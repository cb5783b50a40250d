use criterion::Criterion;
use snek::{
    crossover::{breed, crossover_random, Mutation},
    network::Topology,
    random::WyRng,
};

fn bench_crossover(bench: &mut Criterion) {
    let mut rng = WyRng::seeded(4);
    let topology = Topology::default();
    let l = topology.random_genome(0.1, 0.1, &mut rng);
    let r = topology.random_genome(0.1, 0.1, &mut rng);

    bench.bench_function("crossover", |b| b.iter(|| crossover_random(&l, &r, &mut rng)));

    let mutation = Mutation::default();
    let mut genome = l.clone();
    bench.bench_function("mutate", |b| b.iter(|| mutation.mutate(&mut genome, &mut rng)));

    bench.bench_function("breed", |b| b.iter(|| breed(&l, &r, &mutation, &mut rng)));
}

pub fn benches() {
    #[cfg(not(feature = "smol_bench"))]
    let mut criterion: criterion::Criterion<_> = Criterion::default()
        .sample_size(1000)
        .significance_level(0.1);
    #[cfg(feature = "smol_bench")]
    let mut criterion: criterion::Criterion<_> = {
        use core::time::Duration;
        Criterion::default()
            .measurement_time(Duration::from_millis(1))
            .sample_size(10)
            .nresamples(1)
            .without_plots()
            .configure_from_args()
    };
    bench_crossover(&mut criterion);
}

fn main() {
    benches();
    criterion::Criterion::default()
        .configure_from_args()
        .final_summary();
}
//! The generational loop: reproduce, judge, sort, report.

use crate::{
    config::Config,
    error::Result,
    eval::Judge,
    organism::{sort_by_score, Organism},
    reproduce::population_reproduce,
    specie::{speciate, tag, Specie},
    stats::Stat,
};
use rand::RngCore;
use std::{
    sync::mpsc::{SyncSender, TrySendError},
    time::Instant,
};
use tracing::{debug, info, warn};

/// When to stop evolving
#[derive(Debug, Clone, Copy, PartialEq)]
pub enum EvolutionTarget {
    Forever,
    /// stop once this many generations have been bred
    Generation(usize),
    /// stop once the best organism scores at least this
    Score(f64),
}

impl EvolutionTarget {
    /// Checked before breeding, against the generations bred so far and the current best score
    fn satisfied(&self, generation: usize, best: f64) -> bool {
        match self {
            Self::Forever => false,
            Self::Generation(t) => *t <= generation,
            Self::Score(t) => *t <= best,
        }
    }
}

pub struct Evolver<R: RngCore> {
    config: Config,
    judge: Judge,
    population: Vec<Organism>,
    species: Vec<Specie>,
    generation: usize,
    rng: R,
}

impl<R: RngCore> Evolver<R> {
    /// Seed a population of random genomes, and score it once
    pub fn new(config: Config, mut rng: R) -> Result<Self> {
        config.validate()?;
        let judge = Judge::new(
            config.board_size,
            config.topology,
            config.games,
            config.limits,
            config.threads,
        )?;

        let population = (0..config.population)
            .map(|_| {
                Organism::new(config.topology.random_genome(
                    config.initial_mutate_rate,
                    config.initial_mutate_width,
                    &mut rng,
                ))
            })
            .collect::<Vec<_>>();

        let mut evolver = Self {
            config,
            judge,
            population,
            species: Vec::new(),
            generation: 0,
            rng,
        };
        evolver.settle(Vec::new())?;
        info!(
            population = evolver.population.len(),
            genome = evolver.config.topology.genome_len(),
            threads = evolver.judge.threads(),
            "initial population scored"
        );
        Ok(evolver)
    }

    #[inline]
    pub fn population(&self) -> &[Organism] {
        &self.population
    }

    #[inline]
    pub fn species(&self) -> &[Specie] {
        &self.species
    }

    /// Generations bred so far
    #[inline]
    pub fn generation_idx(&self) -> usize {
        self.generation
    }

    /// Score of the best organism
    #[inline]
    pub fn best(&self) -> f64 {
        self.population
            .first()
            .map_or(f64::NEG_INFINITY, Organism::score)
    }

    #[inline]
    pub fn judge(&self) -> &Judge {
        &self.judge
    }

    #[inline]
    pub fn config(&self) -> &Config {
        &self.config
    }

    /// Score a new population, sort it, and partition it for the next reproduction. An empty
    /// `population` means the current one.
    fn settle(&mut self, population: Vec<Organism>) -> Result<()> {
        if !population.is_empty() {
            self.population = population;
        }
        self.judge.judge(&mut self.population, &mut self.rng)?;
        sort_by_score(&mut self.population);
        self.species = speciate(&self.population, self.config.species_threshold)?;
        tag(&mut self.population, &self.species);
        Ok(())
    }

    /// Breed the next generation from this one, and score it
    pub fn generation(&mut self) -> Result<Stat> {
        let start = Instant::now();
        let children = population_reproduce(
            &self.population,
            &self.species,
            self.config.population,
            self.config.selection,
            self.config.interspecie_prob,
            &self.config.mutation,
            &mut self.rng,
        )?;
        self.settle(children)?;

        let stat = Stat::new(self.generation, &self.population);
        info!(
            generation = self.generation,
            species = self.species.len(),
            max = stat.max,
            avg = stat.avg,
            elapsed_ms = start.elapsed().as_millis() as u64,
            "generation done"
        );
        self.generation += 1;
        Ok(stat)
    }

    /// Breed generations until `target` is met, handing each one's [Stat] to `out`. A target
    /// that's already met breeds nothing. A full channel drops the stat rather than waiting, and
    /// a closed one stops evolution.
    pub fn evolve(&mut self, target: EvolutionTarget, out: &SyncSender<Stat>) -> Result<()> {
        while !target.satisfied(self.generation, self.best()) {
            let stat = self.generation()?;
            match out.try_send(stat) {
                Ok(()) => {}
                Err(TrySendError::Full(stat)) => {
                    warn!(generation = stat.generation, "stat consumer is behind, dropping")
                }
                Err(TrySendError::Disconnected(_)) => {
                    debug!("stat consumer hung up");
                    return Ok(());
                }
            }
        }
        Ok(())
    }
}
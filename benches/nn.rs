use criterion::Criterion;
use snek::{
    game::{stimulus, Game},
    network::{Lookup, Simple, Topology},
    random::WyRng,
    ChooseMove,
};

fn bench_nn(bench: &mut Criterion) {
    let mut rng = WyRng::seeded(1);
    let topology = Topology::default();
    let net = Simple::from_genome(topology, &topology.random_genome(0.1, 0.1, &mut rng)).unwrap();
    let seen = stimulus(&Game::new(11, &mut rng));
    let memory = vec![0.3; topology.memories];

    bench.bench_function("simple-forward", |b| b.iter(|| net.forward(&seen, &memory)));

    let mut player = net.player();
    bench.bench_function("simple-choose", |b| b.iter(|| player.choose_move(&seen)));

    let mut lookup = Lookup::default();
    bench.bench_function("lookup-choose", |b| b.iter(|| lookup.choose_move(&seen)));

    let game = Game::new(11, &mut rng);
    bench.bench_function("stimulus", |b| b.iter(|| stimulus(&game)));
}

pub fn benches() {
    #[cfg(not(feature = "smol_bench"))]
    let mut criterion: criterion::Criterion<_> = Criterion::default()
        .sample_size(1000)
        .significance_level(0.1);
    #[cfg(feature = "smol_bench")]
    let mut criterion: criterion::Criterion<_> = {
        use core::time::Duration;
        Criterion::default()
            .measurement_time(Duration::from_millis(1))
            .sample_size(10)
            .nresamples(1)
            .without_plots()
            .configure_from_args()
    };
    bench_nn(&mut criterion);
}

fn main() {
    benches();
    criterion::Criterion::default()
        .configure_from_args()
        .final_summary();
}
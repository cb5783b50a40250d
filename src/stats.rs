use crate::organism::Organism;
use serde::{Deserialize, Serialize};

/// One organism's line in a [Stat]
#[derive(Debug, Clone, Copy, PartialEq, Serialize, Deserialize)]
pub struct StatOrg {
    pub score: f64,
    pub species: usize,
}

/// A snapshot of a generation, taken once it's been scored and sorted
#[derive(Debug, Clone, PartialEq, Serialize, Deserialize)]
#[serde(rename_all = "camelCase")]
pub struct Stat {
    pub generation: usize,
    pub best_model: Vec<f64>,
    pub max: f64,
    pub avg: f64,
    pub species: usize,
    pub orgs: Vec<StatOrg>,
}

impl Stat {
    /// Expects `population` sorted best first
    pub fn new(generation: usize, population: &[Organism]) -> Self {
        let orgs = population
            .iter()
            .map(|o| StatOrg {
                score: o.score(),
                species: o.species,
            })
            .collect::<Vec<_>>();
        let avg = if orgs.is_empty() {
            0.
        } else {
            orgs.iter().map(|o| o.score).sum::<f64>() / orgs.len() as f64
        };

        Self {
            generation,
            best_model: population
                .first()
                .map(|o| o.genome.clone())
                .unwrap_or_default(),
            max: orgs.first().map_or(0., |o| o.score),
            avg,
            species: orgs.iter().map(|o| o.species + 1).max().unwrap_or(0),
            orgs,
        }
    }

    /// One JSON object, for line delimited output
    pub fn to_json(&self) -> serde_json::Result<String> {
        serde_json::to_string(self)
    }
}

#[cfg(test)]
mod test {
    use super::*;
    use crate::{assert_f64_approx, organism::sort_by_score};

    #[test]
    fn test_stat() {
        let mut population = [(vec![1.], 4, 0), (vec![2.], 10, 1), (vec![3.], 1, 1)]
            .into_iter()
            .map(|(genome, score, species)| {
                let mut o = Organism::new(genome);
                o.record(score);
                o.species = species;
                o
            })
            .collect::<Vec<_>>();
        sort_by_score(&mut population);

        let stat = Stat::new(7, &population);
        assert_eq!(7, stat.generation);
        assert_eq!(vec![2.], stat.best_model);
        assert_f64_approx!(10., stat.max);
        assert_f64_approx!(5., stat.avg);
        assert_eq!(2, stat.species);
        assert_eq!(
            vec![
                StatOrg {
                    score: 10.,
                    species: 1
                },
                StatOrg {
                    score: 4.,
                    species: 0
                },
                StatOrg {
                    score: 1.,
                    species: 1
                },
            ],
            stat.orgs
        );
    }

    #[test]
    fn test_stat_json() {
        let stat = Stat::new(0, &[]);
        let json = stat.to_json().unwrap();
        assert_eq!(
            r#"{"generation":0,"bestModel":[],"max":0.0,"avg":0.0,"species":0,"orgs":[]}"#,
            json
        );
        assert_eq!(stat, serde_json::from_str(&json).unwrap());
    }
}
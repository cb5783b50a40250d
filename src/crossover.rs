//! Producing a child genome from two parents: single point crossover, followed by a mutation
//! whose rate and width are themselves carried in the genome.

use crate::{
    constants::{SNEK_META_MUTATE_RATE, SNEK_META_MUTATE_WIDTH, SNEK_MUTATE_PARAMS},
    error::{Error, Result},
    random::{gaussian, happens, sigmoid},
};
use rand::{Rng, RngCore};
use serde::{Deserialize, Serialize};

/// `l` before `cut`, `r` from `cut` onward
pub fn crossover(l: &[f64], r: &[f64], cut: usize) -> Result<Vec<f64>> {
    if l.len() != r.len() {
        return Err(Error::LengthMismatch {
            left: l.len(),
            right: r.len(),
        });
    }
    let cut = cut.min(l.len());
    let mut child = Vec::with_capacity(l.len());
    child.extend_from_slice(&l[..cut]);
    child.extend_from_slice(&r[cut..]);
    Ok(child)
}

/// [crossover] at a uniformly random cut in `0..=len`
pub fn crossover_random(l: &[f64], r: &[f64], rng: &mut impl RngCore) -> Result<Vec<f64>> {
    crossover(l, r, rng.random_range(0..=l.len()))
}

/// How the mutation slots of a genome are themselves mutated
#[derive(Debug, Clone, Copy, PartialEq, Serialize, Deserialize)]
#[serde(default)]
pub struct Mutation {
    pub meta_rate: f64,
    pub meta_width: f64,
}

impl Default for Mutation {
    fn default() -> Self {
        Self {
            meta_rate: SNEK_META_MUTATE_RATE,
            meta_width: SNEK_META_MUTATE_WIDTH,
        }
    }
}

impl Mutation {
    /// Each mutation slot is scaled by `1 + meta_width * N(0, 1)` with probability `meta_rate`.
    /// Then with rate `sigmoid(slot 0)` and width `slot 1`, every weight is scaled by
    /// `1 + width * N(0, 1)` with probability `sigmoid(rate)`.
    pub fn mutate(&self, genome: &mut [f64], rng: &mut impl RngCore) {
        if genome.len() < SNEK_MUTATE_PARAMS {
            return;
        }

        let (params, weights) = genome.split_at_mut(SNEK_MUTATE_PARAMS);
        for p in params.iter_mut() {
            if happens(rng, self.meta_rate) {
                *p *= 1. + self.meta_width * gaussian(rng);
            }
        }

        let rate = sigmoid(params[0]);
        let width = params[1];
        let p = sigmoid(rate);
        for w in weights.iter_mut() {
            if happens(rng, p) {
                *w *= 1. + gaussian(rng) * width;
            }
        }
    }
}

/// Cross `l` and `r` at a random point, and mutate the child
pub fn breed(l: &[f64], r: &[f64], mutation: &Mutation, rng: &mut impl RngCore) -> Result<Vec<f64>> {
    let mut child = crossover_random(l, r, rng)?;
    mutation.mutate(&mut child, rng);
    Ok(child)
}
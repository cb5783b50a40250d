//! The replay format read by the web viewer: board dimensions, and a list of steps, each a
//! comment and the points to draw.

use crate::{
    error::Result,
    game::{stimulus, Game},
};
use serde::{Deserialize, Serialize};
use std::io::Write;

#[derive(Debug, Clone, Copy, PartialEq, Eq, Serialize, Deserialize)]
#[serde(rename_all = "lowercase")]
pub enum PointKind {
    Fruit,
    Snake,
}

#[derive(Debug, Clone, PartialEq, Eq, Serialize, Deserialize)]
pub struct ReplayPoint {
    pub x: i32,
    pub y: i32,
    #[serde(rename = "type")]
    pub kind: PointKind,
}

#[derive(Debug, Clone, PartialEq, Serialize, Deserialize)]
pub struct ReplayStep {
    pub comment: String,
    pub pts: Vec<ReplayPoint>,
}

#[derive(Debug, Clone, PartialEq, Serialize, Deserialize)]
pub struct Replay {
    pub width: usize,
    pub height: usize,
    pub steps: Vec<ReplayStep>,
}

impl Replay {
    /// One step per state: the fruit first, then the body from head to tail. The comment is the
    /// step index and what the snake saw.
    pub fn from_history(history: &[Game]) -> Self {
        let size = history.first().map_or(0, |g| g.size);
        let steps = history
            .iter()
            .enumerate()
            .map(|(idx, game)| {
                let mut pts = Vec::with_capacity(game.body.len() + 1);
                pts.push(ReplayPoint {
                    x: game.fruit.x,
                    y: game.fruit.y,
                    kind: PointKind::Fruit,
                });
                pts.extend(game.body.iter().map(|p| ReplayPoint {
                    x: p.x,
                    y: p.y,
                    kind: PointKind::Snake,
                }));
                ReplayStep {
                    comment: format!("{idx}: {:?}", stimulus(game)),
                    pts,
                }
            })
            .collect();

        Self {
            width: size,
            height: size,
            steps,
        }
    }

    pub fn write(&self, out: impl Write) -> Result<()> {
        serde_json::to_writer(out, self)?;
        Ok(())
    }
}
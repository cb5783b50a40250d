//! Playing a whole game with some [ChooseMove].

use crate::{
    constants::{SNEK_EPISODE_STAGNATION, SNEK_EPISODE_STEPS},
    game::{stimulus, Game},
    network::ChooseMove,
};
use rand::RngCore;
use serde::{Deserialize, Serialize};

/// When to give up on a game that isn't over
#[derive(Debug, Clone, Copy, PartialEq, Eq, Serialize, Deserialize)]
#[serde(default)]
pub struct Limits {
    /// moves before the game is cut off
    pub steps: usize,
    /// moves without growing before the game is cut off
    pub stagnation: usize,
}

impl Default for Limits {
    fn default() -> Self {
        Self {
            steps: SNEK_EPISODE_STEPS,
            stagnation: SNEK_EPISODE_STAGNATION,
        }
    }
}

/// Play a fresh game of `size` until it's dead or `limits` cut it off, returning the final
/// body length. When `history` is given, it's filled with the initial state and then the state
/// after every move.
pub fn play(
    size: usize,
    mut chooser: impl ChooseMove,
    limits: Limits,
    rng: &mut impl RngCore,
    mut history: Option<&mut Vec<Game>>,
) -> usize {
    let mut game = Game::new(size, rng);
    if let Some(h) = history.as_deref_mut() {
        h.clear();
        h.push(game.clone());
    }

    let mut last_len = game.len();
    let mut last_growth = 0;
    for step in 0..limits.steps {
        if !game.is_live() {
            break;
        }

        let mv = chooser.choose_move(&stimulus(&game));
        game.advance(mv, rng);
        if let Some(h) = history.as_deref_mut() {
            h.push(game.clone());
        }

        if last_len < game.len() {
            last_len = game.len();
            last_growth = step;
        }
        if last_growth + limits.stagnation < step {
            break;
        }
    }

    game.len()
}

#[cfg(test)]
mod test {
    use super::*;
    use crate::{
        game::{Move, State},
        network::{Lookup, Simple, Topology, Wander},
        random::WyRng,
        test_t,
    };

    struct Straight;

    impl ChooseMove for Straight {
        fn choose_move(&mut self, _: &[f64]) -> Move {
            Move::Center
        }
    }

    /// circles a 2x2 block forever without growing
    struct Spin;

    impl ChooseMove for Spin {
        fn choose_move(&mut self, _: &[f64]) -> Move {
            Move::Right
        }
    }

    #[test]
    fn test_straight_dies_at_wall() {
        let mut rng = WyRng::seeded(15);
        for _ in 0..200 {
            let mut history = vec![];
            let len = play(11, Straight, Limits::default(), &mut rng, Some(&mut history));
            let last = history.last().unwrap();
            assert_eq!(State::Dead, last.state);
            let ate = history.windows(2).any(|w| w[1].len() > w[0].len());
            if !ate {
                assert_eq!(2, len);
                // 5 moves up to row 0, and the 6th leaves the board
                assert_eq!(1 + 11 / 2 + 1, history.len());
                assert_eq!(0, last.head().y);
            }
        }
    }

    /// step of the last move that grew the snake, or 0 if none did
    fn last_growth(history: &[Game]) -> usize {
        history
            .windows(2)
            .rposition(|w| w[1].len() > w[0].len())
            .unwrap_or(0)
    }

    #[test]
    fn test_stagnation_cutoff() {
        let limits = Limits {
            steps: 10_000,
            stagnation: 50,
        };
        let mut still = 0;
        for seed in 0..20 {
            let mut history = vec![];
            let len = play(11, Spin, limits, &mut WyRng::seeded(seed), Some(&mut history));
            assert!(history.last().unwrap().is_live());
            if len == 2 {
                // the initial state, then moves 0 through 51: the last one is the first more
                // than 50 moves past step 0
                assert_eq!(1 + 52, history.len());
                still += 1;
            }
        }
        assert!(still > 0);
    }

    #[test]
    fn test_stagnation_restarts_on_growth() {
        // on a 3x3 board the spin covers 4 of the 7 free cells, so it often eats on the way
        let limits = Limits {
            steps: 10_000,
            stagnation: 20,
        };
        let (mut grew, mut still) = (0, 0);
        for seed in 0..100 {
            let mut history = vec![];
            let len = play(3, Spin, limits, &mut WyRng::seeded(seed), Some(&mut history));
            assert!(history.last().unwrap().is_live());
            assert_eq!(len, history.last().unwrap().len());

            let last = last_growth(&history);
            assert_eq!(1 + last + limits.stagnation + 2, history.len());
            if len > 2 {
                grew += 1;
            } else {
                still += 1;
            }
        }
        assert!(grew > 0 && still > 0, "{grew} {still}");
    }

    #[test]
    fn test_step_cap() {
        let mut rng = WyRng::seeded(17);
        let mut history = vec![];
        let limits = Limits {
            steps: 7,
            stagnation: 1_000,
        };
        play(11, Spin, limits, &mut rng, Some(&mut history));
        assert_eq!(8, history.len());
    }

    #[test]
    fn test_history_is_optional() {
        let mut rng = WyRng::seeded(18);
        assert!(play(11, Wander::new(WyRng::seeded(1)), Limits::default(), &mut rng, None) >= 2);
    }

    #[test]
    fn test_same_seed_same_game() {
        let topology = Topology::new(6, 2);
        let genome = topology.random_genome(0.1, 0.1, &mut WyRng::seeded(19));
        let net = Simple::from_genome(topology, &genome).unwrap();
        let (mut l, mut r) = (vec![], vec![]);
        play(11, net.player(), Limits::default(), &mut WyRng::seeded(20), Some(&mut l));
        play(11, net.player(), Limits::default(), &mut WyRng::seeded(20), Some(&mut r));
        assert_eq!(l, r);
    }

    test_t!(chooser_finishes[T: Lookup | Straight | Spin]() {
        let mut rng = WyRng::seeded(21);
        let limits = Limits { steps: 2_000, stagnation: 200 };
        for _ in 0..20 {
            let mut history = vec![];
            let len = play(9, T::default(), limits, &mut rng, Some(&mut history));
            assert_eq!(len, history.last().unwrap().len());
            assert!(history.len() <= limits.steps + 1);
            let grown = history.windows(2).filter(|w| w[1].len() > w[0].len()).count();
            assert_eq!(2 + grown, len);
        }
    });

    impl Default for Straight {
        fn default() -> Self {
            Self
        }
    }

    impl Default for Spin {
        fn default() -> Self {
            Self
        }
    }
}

**TASK**
Scan the material above for the word "ReplayStep". Copy each line where it occurs.

**WRITTEN REPLY**
pub struct ReplayStep {
    pub steps: Vec<ReplayStep>,
                ReplayStep {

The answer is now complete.